//! Criterion benchmarks for A* over grid cells.
//!
//! Benchmarks:
//!   - corner to corner on an open 128×128 field
//!   - the same search around a long wall
//!   - the same search spread over 64-node slices
//!
//! Run with: cargo bench --bench pathfinding_bench

use criterion::{black_box, criterion_group, criterion_main, Criterion};

use terrasim::behaviors::world_pathfind::world_graph;
use terrasim::grid::{GridWorld, MeshSync, HEIGHT};
use terrasim::pathfinder::{PathfinderGraph, SearchStatus};

const SIZE: usize = 128;

fn walled_grid() -> GridWorld {
    let mut grid = GridWorld::new(SIZE, SIZE as f32).unwrap();
    for y in 0..(SIZE as i32 - 4) {
        grid.set_layer_sc(HEIGHT, 64, y, 50.0f32, MeshSync::Deferred)
            .unwrap();
    }
    grid
}

// ---------------------------------------------------------------------------
// Benchmark: full searches
// ---------------------------------------------------------------------------

fn bench_pathfind(c: &mut Criterion) {
    let mut group = c.benchmark_group("pathfind_128");
    group.sample_size(20);

    let mut open = PathfinderGraph::<()>::new(SIZE, SIZE);
    group.bench_function("open_field", |b| {
        b.iter(|| black_box(open.pathfind(&(), 0, 0, black_box(127), black_box(127))));
    });

    let grid = walled_grid();
    let mut graph = world_graph(SIZE, 10.0);
    group.bench_function("around_wall", |b| {
        b.iter(|| black_box(graph.pathfind(&grid, 0, 0, black_box(127), black_box(0))));
    });

    group.finish();
}

// ---------------------------------------------------------------------------
// Benchmark: budgeted search
// ---------------------------------------------------------------------------

fn bench_budgeted(c: &mut Criterion) {
    let mut group = c.benchmark_group("pathfind_budgeted");
    group.sample_size(20);

    let grid = walled_grid();
    let mut graph = world_graph(SIZE, 10.0);
    group.bench_function("slices_of_64", |b| {
        b.iter(|| {
            graph.begin(0, 0, 127, 0);
            while graph.advance(&grid, 64) == SearchStatus::Running {}
            black_box(graph.take_path())
        });
    });

    group.finish();
}

criterion_group!(benches, bench_pathfind, bench_budgeted);
criterion_main!(benches);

┄┄┄┄┄┄┄┄┄┄

◆ Problem to work on
Every entry above needs to be quoted exactly.

◆ Solution for this problem
//! Criterion benchmarks for A* over grid cells.
//!
//! Benchmarks:
//!   - corner to corner on an open 128×128 field
//!   - the same search around a long wall
//!   - the same search spread over 64-node slices
//!
//! Run with: cargo bench --bench pathfinding_bench

use criterion::{black_box, criterion_group, criterion_main, Criterion};

use terrasim::behaviors::world_pathfind::world_graph;
use terrasim::grid::{GridWorld, MeshSync, HEIGHT};
use terrasim::pathfinder::{PathfinderGraph, SearchStatus};

const SIZE: usize = 128;

fn walled_grid() -> GridWorld {
    let mut grid = GridWorld::new(SIZE, SIZE as f32).unwrap();
    for y in 0..(SIZE as i32 - 4) {
        grid.set_layer_sc(HEIGHT, 64, y, 50.0f32, MeshSync::Deferred)
            .unwrap();
    }
    grid
}

// ---------------------------------------------------------------------------
// Benchmark: full searches
// ---------------------------------------------------------------------------

fn bench_pathfind(c: &mut Criterion) {
    let mut group = c.benchmark_group("pathfind_128");
    group.sample_size(20);

    let mut open = PathfinderGraph::<()>::new(SIZE, SIZE);
    group.bench_function("open_field", |b| {
        b.iter(|| black_box(open.pathfind(&(), 0, 0, black_box(127), black_box(127))));
    });

    let grid = walled_grid();
    let mut graph = world_graph(SIZE, 10.0);
    group.bench_function("around_wall", |b| {
        b.iter(|| black_box(graph.pathfind(&grid, 0, 0, black_box(127), black_box(0))));
    });

    group.finish();
}

// ---------------------------------------------------------------------------
// Benchmark: budgeted search
// ---------------------------------------------------------------------------

fn bench_budgeted(c: &mut Criterion) {
    let mut group = c.benchmark_group("pathfind_budgeted");
    group.sample_size(20);

    let grid = walled_grid();
    let mut graph = world_graph(SIZE, 10.0);
    group.bench_function("slices_of_64", |b| {
        b.iter(|| {
            graph.begin(0, 0, 127, 0);
            while graph.advance(&grid, 64) == SearchStatus::Running {}
            black_box(graph.take_path())
        });
    });

    group.finish();
}

criterion_group!(benches, bench_pathfind, bench_budgeted);
criterion_main!(benches);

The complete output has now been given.